**Task requirements:** The word to find is "EducatorSearch". Copy each line of the material that contains it.
*** Data section ***
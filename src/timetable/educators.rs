use chrono::{NaiveDate, NaiveDateTime};
use serde::{Deserialize, Serialize};

use crate::datetime::format_date;
use crate::error::Result;
use crate::json_util::{parse_date, parse_date_of_datetime, parse_datetime, parse_record, parse_vec};
use crate::timetable::events::{EducatorLocation, TermStudyEvent};
use crate::timetable::{TimetableClient, Transport};
use crate::validate;

#[derive(Debug, Clone, PartialEq, Eq, Deserialize, Serialize)]
#[serde(rename_all = "PascalCase")]
pub struct Employment {
    pub position: String,
    pub department: String,
}

#[derive(Debug, Clone, PartialEq, Eq, Deserialize, Serialize)]
#[serde(rename_all = "PascalCase")]
pub struct Educator {
    pub id: u32,
    pub display_name: String,
    pub full_name: String,
    #[serde(default, deserialize_with = "parse_vec")]
    pub employments: Vec<Employment>,
}

/// Wrapper object of the search endpoint.
#[derive(Debug, Deserialize)]
#[serde(rename_all = "PascalCase")]
struct EducatorSearch {
    educators: Vec<Educator>,
}

/// A single occurrence of an event within one week.
#[derive(Debug, Clone, PartialEq, Deserialize, Serialize)]
#[serde(rename_all = "PascalCase")]
pub struct WeekStudyEvent {
    #[serde(rename = "StudyEventsTimeTableKindCode")]
    pub timetable_kind_code: i32,
    #[serde(default, deserialize_with = "parse_datetime")]
    pub start: Option<NaiveDateTime>,
    #[serde(default, deserialize_with = "parse_datetime")]
    pub end: Option<NaiveDateTime>,
    pub subject: String,
    pub time_interval_string: String,
    pub date_with_time_interval_string: String,
    pub display_date_and_time_interval_string: String,
    pub locations_display_text: String,
    pub educators_display_text: Option<String>,
    pub has_educators: bool,
    pub is_cancelled: bool,
    pub contingent_unit_name: String,
    pub division_and_course: Option<String>,
    pub is_assigned: bool,
    pub time_was_changed: bool,
    pub locations_were_changed: bool,
    pub educators_were_reassigned: bool,
    pub elective_disciplines_count: u32,
    pub is_elective: bool,
    /// Set when the previous event of the day starts at the same time.
    pub has_the_same_time_as_previous_item: bool,
    pub is_study: bool,
    pub all_day: bool,
    pub within_the_same_day: bool,
    #[serde(default, deserialize_with = "parse_vec")]
    pub event_locations: Vec<EducatorLocation>,
}

#[derive(Debug, Clone, PartialEq, Deserialize, Serialize)]
#[serde(rename_all = "PascalCase")]
pub struct WeekDay {
    #[serde(default, deserialize_with = "parse_date_of_datetime")]
    pub day: Option<NaiveDate>,
    pub day_string: String,
    #[serde(rename = "DayStudyEvents", default, deserialize_with = "parse_vec")]
    pub events: Vec<WeekStudyEvent>,
}

#[derive(Debug, Clone, PartialEq, Deserialize, Serialize)]
#[serde(rename_all = "PascalCase")]
pub struct EducatorWeekEvents {
    pub educator_master_id: u32,
    pub educator_display_text: String,
    pub educator_long_display_text: String,
    #[serde(default, deserialize_with = "parse_date")]
    pub previous_week_monday: Option<NaiveDate>,
    #[serde(default, deserialize_with = "parse_date")]
    pub next_week_monday: Option<NaiveDate>,
    pub is_previous_week_reference_available: bool,
    pub is_next_week_reference_available: bool,
    pub is_current_week_reference_available: bool,
    pub week_display_text: String,
    #[serde(default, deserialize_with = "parse_date")]
    pub week_monday: Option<NaiveDate>,
    #[serde(rename = "EducatorEventsDays", default, deserialize_with = "parse_vec")]
    pub days: Vec<WeekDay>,
}

/// One weekday of a term schedule.
#[derive(Debug, Clone, PartialEq, Deserialize, Serialize)]
#[serde(rename_all = "PascalCase")]
pub struct TermDay {
    /// Plain day number as sent by the API (the weekday, Monday being 1).
    pub day: u32,
    pub day_string: String,
    #[serde(rename = "DayStudyEventsCount")]
    pub events_count: u32,
    #[serde(rename = "DayStudyEvents", default, deserialize_with = "parse_vec")]
    pub events: Vec<TermStudyEvent>,
}

#[derive(Debug, Clone, PartialEq, Deserialize, Serialize)]
#[serde(rename_all = "PascalCase")]
pub struct EducatorTermEvents {
    pub title: String,
    pub educator_master_id: u32,
    pub educator_display_text: String,
    pub educator_long_display_text: String,
    pub date_range_display_text: String,
    pub is_spring_term: bool,
    #[serde(default, deserialize_with = "parse_date_of_datetime")]
    pub from: Option<NaiveDate>,
    #[serde(default, deserialize_with = "parse_date_of_datetime")]
    pub to: Option<NaiveDate>,
    /// Whether this is the upcoming term rather than the current one.
    pub next: bool,
    pub spring_term_link_available: bool,
    pub autumn_term_link_available: bool,
    pub has_events: bool,
    #[serde(rename = "EducatorEventsDays", default, deserialize_with = "parse_vec")]
    pub days: Vec<TermDay>,
}

impl<T: Transport> TimetableClient<T> {
    /// Searches educators by (a part of) their last name.
    ///
    /// # Errors
    /// Fails on an empty query, a non-200 response or an unexpected payload.
    pub fn search_educators(&self, query: &str) -> Result<Vec<Educator>> {
        validate::search_query(query)?;
        let search: EducatorSearch = self.get_json(
            "Search educator",
            &["educators", "search", query],
            &[],
            parse_record,
        )?;
        Ok(search.educators)
    }

    /// Events of an educator between two dates.
    ///
    /// # Errors
    /// Fails on a non-200 response or an unexpected payload.
    pub fn educator_week_events(
        &self,
        educator_id: u32,
        from: NaiveDate,
        to: NaiveDate,
    ) -> Result<EducatorWeekEvents> {
        let id = educator_id.to_string();
        let (from, to) = (format_date(from), format_date(to));
        self.get_json(
            "Get educator events",
            &["educators", id.as_str(), "events", from.as_str(), to.as_str()],
            &[],
            parse_record,
        )
    }

    /// Events of an educator for the current term, or the next one.
    ///
    /// # Errors
    /// Fails on a non-200 response or an unexpected payload.
    pub fn educator_term_events(
        &self,
        educator_id: u32,
        next_term: bool,
    ) -> Result<EducatorTermEvents> {
        let id = educator_id.to_string();
        let query = [("showNextTerm", u8::from(next_term).to_string())];
        self.get_json(
            "Get educator term events",
            &["educators", id.as_str(), "events"],
            &query,
            parse_record,
        )
    }
}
*** End of Data section ***
**Written solution:**
struct EducatorSearch {
        let search: EducatorSearch = self.get_json(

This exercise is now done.